# [EXERCISE BRIEF]
Below are the entries; give again exactly the lines from the one mentioning "repository 4f014deb25a86ac4" through the one mentioning "self.config.last_output_directory = Some(path.clone());", inclusive.
○ ○ ○
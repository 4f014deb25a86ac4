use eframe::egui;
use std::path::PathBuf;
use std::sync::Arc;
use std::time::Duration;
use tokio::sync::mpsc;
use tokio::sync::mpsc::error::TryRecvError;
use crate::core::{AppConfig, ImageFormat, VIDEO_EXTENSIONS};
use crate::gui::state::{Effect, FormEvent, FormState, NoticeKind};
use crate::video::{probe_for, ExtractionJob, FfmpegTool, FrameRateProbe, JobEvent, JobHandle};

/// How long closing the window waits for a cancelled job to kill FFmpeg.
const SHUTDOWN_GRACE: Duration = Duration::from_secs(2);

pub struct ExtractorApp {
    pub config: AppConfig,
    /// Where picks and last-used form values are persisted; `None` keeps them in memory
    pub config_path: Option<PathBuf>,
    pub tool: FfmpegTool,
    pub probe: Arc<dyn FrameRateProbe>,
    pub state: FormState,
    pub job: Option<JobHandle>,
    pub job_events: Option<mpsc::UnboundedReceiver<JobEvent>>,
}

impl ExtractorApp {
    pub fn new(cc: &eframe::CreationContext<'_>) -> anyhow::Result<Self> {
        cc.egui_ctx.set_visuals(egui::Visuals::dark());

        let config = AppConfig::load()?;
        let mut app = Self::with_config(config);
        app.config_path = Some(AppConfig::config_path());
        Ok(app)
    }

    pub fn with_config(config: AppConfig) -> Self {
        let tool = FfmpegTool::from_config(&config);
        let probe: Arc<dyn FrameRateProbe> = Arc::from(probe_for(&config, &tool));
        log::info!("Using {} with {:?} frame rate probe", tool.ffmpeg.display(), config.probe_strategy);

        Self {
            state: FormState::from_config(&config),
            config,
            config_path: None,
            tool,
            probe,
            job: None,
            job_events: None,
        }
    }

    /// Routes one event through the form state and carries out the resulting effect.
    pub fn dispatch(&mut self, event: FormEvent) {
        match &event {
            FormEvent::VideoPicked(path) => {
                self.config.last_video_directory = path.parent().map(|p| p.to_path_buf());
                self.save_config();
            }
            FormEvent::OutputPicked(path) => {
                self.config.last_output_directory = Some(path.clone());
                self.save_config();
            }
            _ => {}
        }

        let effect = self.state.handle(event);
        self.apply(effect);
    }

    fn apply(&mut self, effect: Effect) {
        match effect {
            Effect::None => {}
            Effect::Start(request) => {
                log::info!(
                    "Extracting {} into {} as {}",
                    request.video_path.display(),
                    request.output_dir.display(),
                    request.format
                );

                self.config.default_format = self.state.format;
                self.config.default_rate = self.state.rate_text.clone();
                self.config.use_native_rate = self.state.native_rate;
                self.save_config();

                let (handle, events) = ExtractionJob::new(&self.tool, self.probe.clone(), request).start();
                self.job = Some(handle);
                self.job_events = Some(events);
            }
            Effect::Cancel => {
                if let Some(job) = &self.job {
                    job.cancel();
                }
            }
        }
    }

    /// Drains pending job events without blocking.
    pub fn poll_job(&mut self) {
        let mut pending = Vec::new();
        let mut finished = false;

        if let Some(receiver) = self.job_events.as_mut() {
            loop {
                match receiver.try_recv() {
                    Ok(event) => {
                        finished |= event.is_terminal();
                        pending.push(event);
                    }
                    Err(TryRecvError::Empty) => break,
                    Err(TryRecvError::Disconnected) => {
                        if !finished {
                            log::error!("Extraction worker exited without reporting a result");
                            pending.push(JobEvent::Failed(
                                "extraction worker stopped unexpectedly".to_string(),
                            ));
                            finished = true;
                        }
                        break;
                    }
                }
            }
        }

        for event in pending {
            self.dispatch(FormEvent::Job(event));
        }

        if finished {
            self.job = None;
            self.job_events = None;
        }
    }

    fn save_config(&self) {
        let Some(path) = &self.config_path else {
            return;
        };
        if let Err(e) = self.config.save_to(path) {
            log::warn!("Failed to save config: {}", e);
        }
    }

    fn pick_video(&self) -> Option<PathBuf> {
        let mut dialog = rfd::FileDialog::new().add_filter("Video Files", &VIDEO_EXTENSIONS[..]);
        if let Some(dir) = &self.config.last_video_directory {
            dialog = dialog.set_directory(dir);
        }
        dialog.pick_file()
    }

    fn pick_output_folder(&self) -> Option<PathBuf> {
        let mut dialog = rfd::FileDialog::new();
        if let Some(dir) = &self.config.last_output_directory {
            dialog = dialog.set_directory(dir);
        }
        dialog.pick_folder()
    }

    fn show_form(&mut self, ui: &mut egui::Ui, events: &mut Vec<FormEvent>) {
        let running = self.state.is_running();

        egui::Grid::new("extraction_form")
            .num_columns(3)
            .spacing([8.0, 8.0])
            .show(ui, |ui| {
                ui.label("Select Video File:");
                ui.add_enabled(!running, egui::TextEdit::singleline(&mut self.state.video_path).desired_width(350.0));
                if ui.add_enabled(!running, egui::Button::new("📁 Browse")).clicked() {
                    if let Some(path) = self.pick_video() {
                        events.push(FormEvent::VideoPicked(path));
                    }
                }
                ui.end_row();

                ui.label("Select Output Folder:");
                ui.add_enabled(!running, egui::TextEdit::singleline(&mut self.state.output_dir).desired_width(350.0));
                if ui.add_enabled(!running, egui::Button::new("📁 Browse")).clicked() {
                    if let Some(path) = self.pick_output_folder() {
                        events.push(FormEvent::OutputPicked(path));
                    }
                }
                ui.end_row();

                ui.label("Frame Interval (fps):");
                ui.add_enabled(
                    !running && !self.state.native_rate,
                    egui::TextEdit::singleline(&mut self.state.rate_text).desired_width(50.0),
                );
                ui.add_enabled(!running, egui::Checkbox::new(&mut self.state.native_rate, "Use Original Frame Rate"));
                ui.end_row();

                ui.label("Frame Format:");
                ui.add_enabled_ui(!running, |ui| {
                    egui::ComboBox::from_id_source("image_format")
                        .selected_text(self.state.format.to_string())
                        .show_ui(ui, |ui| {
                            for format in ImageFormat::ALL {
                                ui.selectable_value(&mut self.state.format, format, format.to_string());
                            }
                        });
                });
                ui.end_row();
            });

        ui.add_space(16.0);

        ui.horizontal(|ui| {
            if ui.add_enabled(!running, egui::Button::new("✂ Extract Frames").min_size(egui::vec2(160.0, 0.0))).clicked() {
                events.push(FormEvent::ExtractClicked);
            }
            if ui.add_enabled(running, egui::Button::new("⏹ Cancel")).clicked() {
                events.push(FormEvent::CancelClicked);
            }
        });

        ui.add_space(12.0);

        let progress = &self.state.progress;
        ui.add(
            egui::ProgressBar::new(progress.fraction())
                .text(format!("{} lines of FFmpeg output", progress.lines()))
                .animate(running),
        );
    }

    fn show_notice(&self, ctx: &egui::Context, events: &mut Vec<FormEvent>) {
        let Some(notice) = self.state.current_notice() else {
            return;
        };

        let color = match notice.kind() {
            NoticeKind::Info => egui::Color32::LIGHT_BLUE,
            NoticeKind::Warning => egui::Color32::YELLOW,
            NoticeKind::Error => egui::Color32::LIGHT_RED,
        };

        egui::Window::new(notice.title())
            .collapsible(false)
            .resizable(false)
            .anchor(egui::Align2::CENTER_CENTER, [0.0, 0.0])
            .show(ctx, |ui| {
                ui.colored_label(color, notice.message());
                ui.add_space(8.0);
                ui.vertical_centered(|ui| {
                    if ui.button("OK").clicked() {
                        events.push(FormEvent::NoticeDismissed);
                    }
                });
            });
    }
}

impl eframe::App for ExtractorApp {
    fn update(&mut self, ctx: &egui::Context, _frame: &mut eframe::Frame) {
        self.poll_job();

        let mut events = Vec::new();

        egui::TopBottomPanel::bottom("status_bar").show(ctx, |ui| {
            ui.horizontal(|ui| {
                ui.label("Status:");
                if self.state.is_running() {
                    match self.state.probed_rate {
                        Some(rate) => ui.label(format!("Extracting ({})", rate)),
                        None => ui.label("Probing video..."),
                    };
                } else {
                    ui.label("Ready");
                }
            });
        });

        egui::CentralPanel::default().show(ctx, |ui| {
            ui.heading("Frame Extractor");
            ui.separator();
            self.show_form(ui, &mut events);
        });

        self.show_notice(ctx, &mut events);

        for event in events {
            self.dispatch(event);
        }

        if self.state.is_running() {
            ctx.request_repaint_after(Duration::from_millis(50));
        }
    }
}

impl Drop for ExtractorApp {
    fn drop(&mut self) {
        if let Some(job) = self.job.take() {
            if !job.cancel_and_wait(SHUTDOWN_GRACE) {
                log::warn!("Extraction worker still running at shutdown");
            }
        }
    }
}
○ ○ ○
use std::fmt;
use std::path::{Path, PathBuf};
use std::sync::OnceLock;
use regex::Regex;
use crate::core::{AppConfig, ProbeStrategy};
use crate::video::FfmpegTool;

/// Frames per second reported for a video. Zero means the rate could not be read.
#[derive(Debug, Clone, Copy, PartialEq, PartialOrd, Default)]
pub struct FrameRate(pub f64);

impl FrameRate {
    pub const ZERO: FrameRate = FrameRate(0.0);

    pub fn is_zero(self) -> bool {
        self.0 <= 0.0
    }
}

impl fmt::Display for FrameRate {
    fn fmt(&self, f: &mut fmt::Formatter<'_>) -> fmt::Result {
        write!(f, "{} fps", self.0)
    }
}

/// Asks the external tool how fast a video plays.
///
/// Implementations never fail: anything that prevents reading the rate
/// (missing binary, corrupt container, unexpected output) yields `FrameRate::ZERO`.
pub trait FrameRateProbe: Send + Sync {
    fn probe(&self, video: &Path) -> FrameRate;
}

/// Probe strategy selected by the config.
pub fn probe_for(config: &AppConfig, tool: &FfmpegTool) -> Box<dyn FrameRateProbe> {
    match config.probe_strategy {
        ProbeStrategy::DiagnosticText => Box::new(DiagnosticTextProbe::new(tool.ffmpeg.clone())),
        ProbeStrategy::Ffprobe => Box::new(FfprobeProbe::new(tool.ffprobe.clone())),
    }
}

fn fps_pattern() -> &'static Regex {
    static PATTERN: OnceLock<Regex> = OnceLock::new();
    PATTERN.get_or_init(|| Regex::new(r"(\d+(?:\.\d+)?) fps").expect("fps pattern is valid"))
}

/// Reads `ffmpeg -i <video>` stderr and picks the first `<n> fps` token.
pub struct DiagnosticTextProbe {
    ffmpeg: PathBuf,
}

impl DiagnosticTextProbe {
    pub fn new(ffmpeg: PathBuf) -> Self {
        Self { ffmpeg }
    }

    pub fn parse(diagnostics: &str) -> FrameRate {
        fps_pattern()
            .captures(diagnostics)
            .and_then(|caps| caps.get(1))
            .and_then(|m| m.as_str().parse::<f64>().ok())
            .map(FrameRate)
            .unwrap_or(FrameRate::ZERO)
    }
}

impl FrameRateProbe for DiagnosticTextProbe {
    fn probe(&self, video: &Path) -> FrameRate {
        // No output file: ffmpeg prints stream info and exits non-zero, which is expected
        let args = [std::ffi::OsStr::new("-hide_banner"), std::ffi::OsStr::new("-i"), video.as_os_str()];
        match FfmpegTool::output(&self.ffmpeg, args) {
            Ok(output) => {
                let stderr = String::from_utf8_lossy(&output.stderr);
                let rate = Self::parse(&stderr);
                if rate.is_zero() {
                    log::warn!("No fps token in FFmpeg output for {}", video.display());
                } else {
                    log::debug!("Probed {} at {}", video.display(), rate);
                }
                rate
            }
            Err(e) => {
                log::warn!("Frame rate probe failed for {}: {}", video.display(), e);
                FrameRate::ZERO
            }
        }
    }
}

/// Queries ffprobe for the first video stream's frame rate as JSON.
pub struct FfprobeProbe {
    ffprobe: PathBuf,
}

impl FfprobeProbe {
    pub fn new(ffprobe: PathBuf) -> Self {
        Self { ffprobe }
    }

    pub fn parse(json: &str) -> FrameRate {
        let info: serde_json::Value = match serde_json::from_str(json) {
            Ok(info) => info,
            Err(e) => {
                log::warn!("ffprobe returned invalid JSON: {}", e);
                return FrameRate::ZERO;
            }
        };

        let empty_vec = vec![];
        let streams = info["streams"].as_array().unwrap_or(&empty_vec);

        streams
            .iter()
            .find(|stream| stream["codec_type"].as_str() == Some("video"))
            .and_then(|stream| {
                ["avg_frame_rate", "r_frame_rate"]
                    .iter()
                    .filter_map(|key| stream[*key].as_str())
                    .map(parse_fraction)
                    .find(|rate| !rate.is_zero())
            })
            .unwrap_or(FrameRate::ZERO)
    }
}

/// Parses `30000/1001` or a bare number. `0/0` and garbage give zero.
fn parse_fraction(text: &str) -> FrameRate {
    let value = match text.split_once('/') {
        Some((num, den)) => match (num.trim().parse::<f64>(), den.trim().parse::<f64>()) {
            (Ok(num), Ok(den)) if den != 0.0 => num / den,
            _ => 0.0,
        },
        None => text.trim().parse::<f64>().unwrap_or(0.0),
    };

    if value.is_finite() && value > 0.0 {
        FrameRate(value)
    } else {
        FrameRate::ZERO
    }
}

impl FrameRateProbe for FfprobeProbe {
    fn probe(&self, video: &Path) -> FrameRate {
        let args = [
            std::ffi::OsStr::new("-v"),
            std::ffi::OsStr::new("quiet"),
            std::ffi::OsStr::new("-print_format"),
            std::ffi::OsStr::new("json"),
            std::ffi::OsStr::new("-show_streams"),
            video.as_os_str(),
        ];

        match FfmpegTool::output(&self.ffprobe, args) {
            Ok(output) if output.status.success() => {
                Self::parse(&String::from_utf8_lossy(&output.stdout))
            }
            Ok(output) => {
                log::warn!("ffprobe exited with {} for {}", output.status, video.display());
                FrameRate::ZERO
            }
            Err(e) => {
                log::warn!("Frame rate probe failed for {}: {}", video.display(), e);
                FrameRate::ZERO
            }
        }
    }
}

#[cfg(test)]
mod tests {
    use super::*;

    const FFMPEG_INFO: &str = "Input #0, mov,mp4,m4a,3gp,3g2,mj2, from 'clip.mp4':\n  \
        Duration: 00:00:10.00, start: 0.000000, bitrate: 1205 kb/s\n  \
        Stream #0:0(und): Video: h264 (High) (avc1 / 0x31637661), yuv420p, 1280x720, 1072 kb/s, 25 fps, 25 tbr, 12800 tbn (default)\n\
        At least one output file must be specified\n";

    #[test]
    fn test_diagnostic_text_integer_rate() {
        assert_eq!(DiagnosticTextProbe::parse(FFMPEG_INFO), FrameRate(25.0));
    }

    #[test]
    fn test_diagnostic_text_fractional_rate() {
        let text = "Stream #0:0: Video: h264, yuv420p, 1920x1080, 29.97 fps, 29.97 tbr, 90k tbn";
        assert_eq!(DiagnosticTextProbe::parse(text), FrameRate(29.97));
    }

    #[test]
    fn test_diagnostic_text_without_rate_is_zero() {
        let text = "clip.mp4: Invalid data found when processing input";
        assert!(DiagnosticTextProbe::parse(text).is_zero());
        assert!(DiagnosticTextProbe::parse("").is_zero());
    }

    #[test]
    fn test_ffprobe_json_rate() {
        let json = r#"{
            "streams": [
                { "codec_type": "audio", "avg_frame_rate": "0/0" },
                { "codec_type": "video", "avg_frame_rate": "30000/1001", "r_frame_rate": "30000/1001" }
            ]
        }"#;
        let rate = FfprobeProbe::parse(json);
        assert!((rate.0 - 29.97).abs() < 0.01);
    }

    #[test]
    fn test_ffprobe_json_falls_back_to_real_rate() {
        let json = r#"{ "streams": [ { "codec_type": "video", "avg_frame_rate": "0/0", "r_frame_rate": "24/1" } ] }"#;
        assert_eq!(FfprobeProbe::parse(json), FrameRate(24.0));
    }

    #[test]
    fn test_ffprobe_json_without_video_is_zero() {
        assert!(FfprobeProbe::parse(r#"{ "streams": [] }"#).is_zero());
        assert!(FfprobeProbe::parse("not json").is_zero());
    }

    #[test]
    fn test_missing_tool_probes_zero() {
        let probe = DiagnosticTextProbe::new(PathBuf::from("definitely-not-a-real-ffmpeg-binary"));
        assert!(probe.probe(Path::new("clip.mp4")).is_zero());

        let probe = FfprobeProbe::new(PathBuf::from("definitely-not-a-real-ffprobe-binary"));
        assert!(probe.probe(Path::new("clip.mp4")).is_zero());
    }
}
○ ○ ○
# [YOUR SOLUTION]
repository 4f014deb25a86ac4
use eframe::egui;
use std::path::PathBuf;
use std::sync::Arc;
use std::time::Duration;
use tokio::sync::mpsc;
use tokio::sync::mpsc::error::TryRecvError;
use crate::core::{AppConfig, ImageFormat, VIDEO_EXTENSIONS};
use crate::gui::state::{Effect, FormEvent, FormState, NoticeKind};
use crate::video::{probe_for, ExtractionJob, FfmpegTool, FrameRateProbe, JobEvent, JobHandle};

/// How long closing the window waits for a cancelled job to kill FFmpeg.
const SHUTDOWN_GRACE: Duration = Duration::from_secs(2);

pub struct ExtractorApp {
    pub config: AppConfig,
    /// Where picks and last-used form values are persisted; `None` keeps them in memory
    pub config_path: Option<PathBuf>,
    pub tool: FfmpegTool,
    pub probe: Arc<dyn FrameRateProbe>,
    pub state: FormState,
    pub job: Option<JobHandle>,
    pub job_events: Option<mpsc::UnboundedReceiver<JobEvent>>,
}

impl ExtractorApp {
    pub fn new(cc: &eframe::CreationContext<'_>) -> anyhow::Result<Self> {
        cc.egui_ctx.set_visuals(egui::Visuals::dark());

        let config = AppConfig::load()?;
        let mut app = Self::with_config(config);
        app.config_path = Some(AppConfig::config_path());
        Ok(app)
    }

    pub fn with_config(config: AppConfig) -> Self {
        let tool = FfmpegTool::from_config(&config);
        let probe: Arc<dyn FrameRateProbe> = Arc::from(probe_for(&config, &tool));
        log::info!("Using {} with {:?} frame rate probe", tool.ffmpeg.display(), config.probe_strategy);

        Self {
            state: FormState::from_config(&config),
            config,
            config_path: None,
            tool,
            probe,
            job: None,
            job_events: None,
        }
    }

    /// Routes one event through the form state and carries out the resulting effect.
    pub fn dispatch(&mut self, event: FormEvent) {
        match &event {
            FormEvent::VideoPicked(path) => {
                self.config.last_video_directory = path.parent().map(|p| p.to_path_buf());
                self.save_config();
            }
            FormEvent::OutputPicked(path) => {
                self.config.last_output_directory = Some(path.clone());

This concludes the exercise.